### AIM OF THE TASK
Of all the lines in the entries below, give again exactly those starting at the line containing "use confsync_storage::Metadata;" and ending at the line containing "(from, to) =>", both ends included, and no others.

Start of SUPPLIED RECORDS

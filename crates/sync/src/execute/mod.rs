//! Applying decisions to a destination backend.
//!
//! The [`Executor`] turns one [`Decision`] for one [`SyncRecord`] into writes:
//!
//! - **Local tree**: plain file writes and deletes.
//! - **Object store**: writes carry provenance tags as object metadata.
//! - **VCS**: single-file commits guarded by the destination's blob SHA, with
//!   [placeholders](placeholder) for directories that don't exist yet.
//!
//! Deleting something that is already gone is a success everywhere. Multi-file
//! VCS commits go through [`BatchCommit`] instead.

mod batch;
pub mod error;
mod placeholder;

pub use self::batch::BatchCommit;
use self::error::{ErrorKind, Result};
use crate::context::Context;
use crate::decide::{Action, Decision, Policy, Reason, decide};
use crate::error::ClassifyExt;
use crate::provenance::{self, Direction, Tag};
use crate::record::{Backend, SyncRecord};
use crate::report::{FileReport, Skipped};
use crate::state::Snapshot;
use confsync_storage::Metadata;
use derive_more::Display;
use exn::OptionExt;
use std::path::Path;
use time::OffsetDateTime;

/// What executing a decision did.
#[derive(Debug, Display, Clone, Copy, PartialEq, Eq)]
pub enum Outcome {
    #[display("created")]
    Created,
    #[display("updated")]
    Updated,
    #[display("deleted")]
    Deleted,
    /// A delete found nothing to delete.
    #[display("already absent")]
    AlreadyAbsent,
    #[display("skipped: {_0}")]
    Skipped(Reason),
}

impl Outcome {
    fn written(action: Action) -> Self {
        match action {
            Action::Create => Self::Created,
            _ => Self::Updated,
        }
    }
}

/// Direction recorded on writes from `source` into `destination`.
fn direction(source: Backend, destination: Backend) -> Direction {
    match (source.system(), destination.system()) {
        ("github", "s3") => Direction::GithubToS3,
        ("s3", "github") => Direction::S3ToGithub,
        (from, to) => Direction::Other(format!("{from}-to-{to}")),
    }
}

fn label(backend: Backend) -> &'static str {
    match backend {
        Backend::Local => "local",
        Backend::ObjectStore => "S3",
        Backend::Vcs => "GitHub",
    }
}

pub struct Executor<'a> {
    ctx: &'a Context,
}

impl<'a> Executor<'a> {
    pub fn new(ctx: &'a Context) -> Self {
        Self { ctx }
    }

    /// Decide between the current `source` and `destination` state of a file
    /// and apply the decision.
    pub(crate) async fn sync(
        &self,
        record: SyncRecord,
        source: Snapshot,
        destination: Snapshot,
        policy: &Policy,
    ) -> FileReport {
        let decision = decide(&source.side, &destination.side, policy, OffsetDateTime::now_utc());
        tracing::debug!(
            path = %record.destination_path,
            action = %decision.action,
            reason = %decision.reason,
            "Decided"
        );
        let mut record = record
            .with_provenance(source.side.provenance)
            .with_destination_version(destination.version);
        if let Some(content) = source.content {
            record = record.with_content(content);
        }
        self.apply(&decision, &record).await
    }

    /// Apply `decision` and report the result for the file; errors never
    /// escape, they become a failed [`FileReport`].
    pub async fn apply(&self, decision: &Decision, record: &SyncRecord) -> FileReport {
        let path = record.destination_path.as_str();
        if decision.is_skip() {
            return FileReport::skipped(Some(record.environment), path, Skipped::Decision(decision.reason));
        }
        match self.execute(decision, record).await {
            Ok(outcome) => FileReport::applied(record.environment, path, outcome),
            Err(e) => {
                tracing::debug!(path, error = ?e, "Execution failed");
                FileReport::failed(record.environment, path, e.failure(), e.to_string())
            },
        }
    }

    /// Apply `decision` to the record's destination.
    #[tracing::instrument(
        skip_all,
        fields(
            environment = %record.environment,
            folder = %record.folder,
            file = %record.file,
            destination = %record.destination,
            action = %decision.action,
            reason = %decision.reason,
        )
    )]
    pub async fn execute(&self, decision: &Decision, record: &SyncRecord) -> Result<Outcome> {
        if decision.action == Action::Skip {
            return Ok(Outcome::Skipped(decision.reason));
        }
        match record.destination {
            Backend::Local => self.execute_local(decision.action, record).await,
            Backend::ObjectStore => self.execute_object_store(decision.action, record).await,
            Backend::Vcs => self.execute_vcs(decision.action, record).await,
        }
    }

    async fn execute_local(&self, action: Action, record: &SyncRecord) -> Result<Outcome> {
        let path = Path::new(&record.destination_path);
        if action == Action::Delete {
            return match self.ctx.local.delete(path).await {
                Ok(()) => Ok(Outcome::Deleted),
                Err(e) if e.is_not_found() => Ok(Outcome::AlreadyAbsent),
                Err(e) => Err(e).or_classify(|failure| ErrorKind::Delete(Backend::Local, failure)),
            };
        }
        let content = record.content.as_deref().ok_or_raise(|| ErrorKind::MissingContent)?;
        self.ctx
            .local
            .write(path, content, &Metadata::new())
            .await
            .or_classify(|failure| ErrorKind::Write(Backend::Local, failure))?;
        Ok(Outcome::written(action))
    }

    async fn execute_object_store(&self, action: Action, record: &SyncRecord) -> Result<Outcome> {
        let key = Path::new(&record.destination_path);
        if action == Action::Delete {
            return match self.ctx.store.delete(key).await {
                Ok(()) => Ok(Outcome::Deleted),
                Err(e) if e.is_not_found() => Ok(Outcome::AlreadyAbsent),
                Err(e) => Err(e).or_classify(|failure| ErrorKind::Delete(Backend::ObjectStore, failure)),
            };
        }
        let content = record.content.as_deref().ok_or_raise(|| ErrorKind::MissingContent)?;
        let hash = record.content_hash.clone().unwrap_or_else(|| confsync_storage::fingerprint::content_hash(content));
        let source = self.ctx.config.sync_source(record.environment);
        let synced_from = match record.copied_from {
            Some(from) => format!("{source}-{from}-copy"),
            None => source,
        };
        let metadata = provenance::tag(
            &Tag {
                synced_from: &synced_from,
                direction: direction(record.source, Backend::ObjectStore),
                file_hash: &hash,
                environment: record.environment,
                folder: &record.folder,
                file: &record.file,
                commit_sha: self.ctx.config.commit_sha.as_deref(),
                copied_from: record.copied_from,
            },
            OffsetDateTime::now_utc(),
        );
        self.ctx
            .store
            .write(key, content, &metadata)
            .await
            .or_classify(|failure| ErrorKind::Write(Backend::ObjectStore, failure))?;
        Ok(Outcome::written(action))
    }

    async fn execute_vcs(&self, action: Action, record: &SyncRecord) -> Result<Outcome> {
        let vcs = self.ctx.vcs.as_deref().ok_or_raise(|| ErrorKind::NoVcs)?;
        let path = record.destination_path.as_str();
        let branch = self.ctx.branch(record.environment);
        let _guard = self.ctx.ref_locks.lock(branch).await;

        // A version is required to update or delete; look it up if the caller
        // didn't already have it.
        let version = match (&record.destination_version, action) {
            (Some(version), _) => Some(version.clone()),
            (None, Action::Create) => None,
            (None, _) => match vcs.get_file(path, branch).await {
                Ok(file) => Some(file.sha),
                Err(e) if e.is_not_found() => None,
                Err(e) => return Err(e).or_classify(|failure| ErrorKind::Read(Backend::Vcs, failure)),
            },
        };

        if action == Action::Delete {
            let Some(sha) = version else {
                return Ok(Outcome::AlreadyAbsent);
            };
            let message = format!(
                "Remove {} (deleted from {}, {})",
                record.file,
                label(record.source),
                record.environment
            );
            return match vcs.delete_file(path, &message, &sha, branch).await {
                Ok(()) => Ok(Outcome::Deleted),
                Err(e) if e.is_not_found() => Ok(Outcome::AlreadyAbsent),
                Err(e) => Err(e).or_classify(|failure| ErrorKind::Delete(Backend::Vcs, failure)),
            };
        }

        let content = record.content.as_deref().ok_or_raise(|| ErrorKind::MissingContent)?;
        let placeholders = match version {
            Some(_) => Vec::new(),
            None => placeholder::create(vcs, path, branch).await?,
        };
        let message = format!("Sync {} from {} ({})", record.file, label(record.source), record.environment);
        let written = vcs
            .put_file(path, content, &message, branch, version.as_deref())
            .await
            .or_classify(|failure| ErrorKind::Write(Backend::Vcs, failure));
        // Placeholders go whether or not the write succeeded.
        placeholder::remove(vcs, &placeholders, branch).await;
        let sha = written?;
        tracing::debug!(path, branch, %sha, "Committed file");
        Ok(match version {
            Some(_) => Outcome::Updated,
            None => Outcome::Created,
        })
    }
}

End of SUPPLIED RECORDS

### FINISHED EXERCISE
use confsync_storage::Metadata;
use derive_more::Display;
use exn::OptionExt;
use std::path::Path;
use time::OffsetDateTime;

/// What executing a decision did.
#[derive(Debug, Display, Clone, Copy, PartialEq, Eq)]
pub enum Outcome {
    #[display("created")]
    Created,
    #[display("updated")]
    Updated,
    #[display("deleted")]
    Deleted,
    /// A delete found nothing to delete.
    #[display("already absent")]
    AlreadyAbsent,
    #[display("skipped: {_0}")]
    Skipped(Reason),
}

impl Outcome {
    fn written(action: Action) -> Self {
        match action {
            Action::Create => Self::Created,
            _ => Self::Updated,
        }
    }
}

/// Direction recorded on writes from `source` into `destination`.
fn direction(source: Backend, destination: Backend) -> Direction {
    match (source.system(), destination.system()) {
        ("github", "s3") => Direction::GithubToS3,
        ("s3", "github") => Direction::S3ToGithub,
        (from, to) => Direction::Other(format!("{from}-to-{to}")),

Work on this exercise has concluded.